General Apirat received a commission as an army officer upon graduation from Chulachomklao Royal Military Academy in 1985. He served as a pilot at the Army Aviation Center at the beginning of his military career. He completed UH-1H Maintenance/Test Pilot Training at Fort Eustis, Virginia, USA. He also completed the AH-1H (Cobra) Pilot Training Course at Fort Rucker, Alabama, USA. Apirat is also a graduate of Infantry Officer Advanced Course at Fort Benning, Georgia, USA. In October 1990, Apirat was appointed Assistant Logistics Officer at the Royal Thai Army Defense Attache Office in Washington D.C.

General Apirat commanded 2nd Battalion, 11th Infantry Regiment, King's Guard in Bangkok. He went on to command 11th Infantry Regiment King's Guard. He served as the Commanding General of 11th Infantry Division in Chachoengsao Province. He went on to serve as the Commanding General of 15th Military Circle in Petchaburi Province. Apirat commanded 1st Division, King's Guard in Bangkok. He was later appointed the Commanding General of 1st Corps in 2015. In 2016, General Apirat was appointed the Commanding General of the 1st Army Area. He was promoted to Assistant Commander in Chief of the Royal Thai Army in 2017. General Apirat was appointed the Commander in Chief of the Royal Thai Army in 2018 which he would command the Royal Thai Army until his retirement in September 2020.
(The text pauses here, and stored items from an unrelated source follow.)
//! # Seal Error Types

use thiserror::Error;

use evchain_core::{ChainError, StructuralError};

/// Errors from sealing, ledger and version-control operations.
#[derive(Error, Debug)]
pub enum SealError {
    /// The chain being sealed failed a stage or the enforcer.
    #[error(transparent)]
    Chain(#[from] ChainError),

    /// Ledger file I/O.
    #[error("I/O error: {0}")]
    Io(#[from] std::io::Error),

    /// A ledger line or seal record is not valid JSON for its type.
    #[error("JSON error: {0}")]
    Json(#[from] serde_json::Error),

    /// Commit or tag lookup failed.
    #[error("version control error: {0}")]
    Vcs(String),

    /// A seal record's own hashes do not recompute.
    #[error("seal verification failed: {0}")]
    Verification(String),

    /// A ledger entry breaks density, linkage or its own hash.
    #[error("ledger corrupted at position {position}: {reason}")]
    LedgerCorrupted {
        /// Position of the first bad entry.
        position: u64,
        /// What is wrong with it.
        reason: String,
    },
}

impl From<StructuralError> for SealError {
    fn from(e: StructuralError) -> Self {
        Self::Chain(ChainError::from(e))
    }
}

#[cfg(test)]
mod tests {
    use super::*;

    #[test]
    fn corrupted_display_names_position() {
        let err = SealError::LedgerCorrupted {
            position: 3,
            reason: "entry_hash mismatch".into(),
        };
        let msg = format!("{err}");
        assert!(msg.contains("position 3"));
        assert!(msg.contains("entry_hash mismatch"));
    }

    #[test]
    fn chain_errors_stay_transparent() {
        let err = SealError::from(ChainError::InvalidInput("no payload".into()));
        assert_eq!(format!("{err}"), "invalid input: no payload");
    }

    #[test]
    fn structural_errors_wrap_as_chain_errors() {
        let err = SealError::from(StructuralError::DepthExceeded { limit: 64 });
        assert!(matches!(err, SealError::Chain(ChainError::Structural(_))));
    }
}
Apirat's key staff assignments include Combat Intelligence Assistant Staff Officer, 1st Division, King's Guard; assistant director of Planning Section, 1st Corps; Civil Affairs Staff Officer, 1st Division, King's Guard; Chief of Staff, 11th Infantry Regiment, King's Guard; Executive Officer, 11th Infantry Regiment, King's Guard; Division Chief of Staff, 1st Division, King's Guard; Deputy Commanding General, 1st Division, King's Guard; and Deputy Commanding General, 1st Army Area.
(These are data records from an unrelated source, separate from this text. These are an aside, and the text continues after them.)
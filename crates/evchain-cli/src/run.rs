//! # `evchain run` Subcommand
//!
//! Runs the four stages on a `canonical_input` record and writes the
//! resulting chain document. A chain the enforcer rejects is reported as
//! `INVALID` with its invariant code and exits 1, like `evchain verify`.

use std::path::{Path, PathBuf};

use anyhow::{bail, Result};
use clap::Args;

use evchain_pipeline::{Artifact, MeaningState, Pipeline, PipelineConfig};

use crate::{read_input, read_json, report_rejection, write_json};

/// Arguments for the `evchain run` subcommand.
#[derive(Args, Debug)]
pub struct RunArgs {
    /// Path to a canonical_input JSON record.
    pub input: PathBuf,

    /// Drift baseline: a meaning_state record or a chain document from a
    /// previous run.
    #[arg(long)]
    pub previous: Option<PathBuf>,

    /// Write the chain document here instead of stdout.
    #[arg(long)]
    pub out: Option<PathBuf>,
}

/// Execute the run subcommand.
pub fn run_chain(args: &RunArgs, config: &PipelineConfig) -> Result<u8> {
    let input = read_input(&args.input)?;
    let previous = args.previous.as_deref().map(read_previous).transpose()?;

    let chain = match Pipeline::new(config).run(&input, previous.as_ref()) {
        Ok(chain) => chain,
        Err(e) => return report_rejection(&args.input, e),
    };
    tracing::info!(
        verdict = %chain.law_verdict.verdict(),
        action = %chain.action_policy.action(),
        policy_trace = %chain.action_policy.trace_hash(),
        "chain produced"
    );

    write_json(args.out.as_deref(), &chain)?;
    Ok(0)
}

/// Load a baseline meaning state from either a bare record or the
/// `meaning_state` member of a chain document.
fn read_previous(path: &Path) -> Result<MeaningState> {
    let mut value = read_json(path)?;
    if let Some(inner) = value.get_mut("meaning_state") {
        value = inner.take();
    }
    match Artifact::from_value(value)? {
        Artifact::Meaning(state) => Ok(state),
        other => bail!(
            "{} holds a {}, expected a meaning_state",
            path.display(),
            other.kind()
        ),
    }
}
Apirat's deployment experience includes anti-communist operations in 1986. He served as the Commander of Task Force 14 which conducted counter-insurgency operations in Yala Province in 2004.

Apirat is associated with the military clique Wong Thewan, in turn associated with the 1st Division, the King's Guard. While Prime Minister Prayut Chan-o-cha and his deputy, Prawit Wongsuwon are members of the rival 2nd Division clique, Burapha Phayak ('tigers of the east'), Apirat is known to have close ties with them.

Army chief 
Barely a month into his tenure as army chief, Apirat created a media firestorm with his comments on the necessity for military intervention in Thai politics should turmoil surface.

In October 2019, Gen. Apirat host the special sermon about propaganda in Thailand. As the National security officer, Gen. Apirat heavily concerned about digital propaganda via social media because of the hasty widespread the idea of communist or extreme left which is hard to identify.  Unfortunately, this mentioned idea is led to overthrow the monarchy which trend to influenced by protests in Hong Kong and define this operation as a “Hybrid Warfare” to destroy the foundation of the state.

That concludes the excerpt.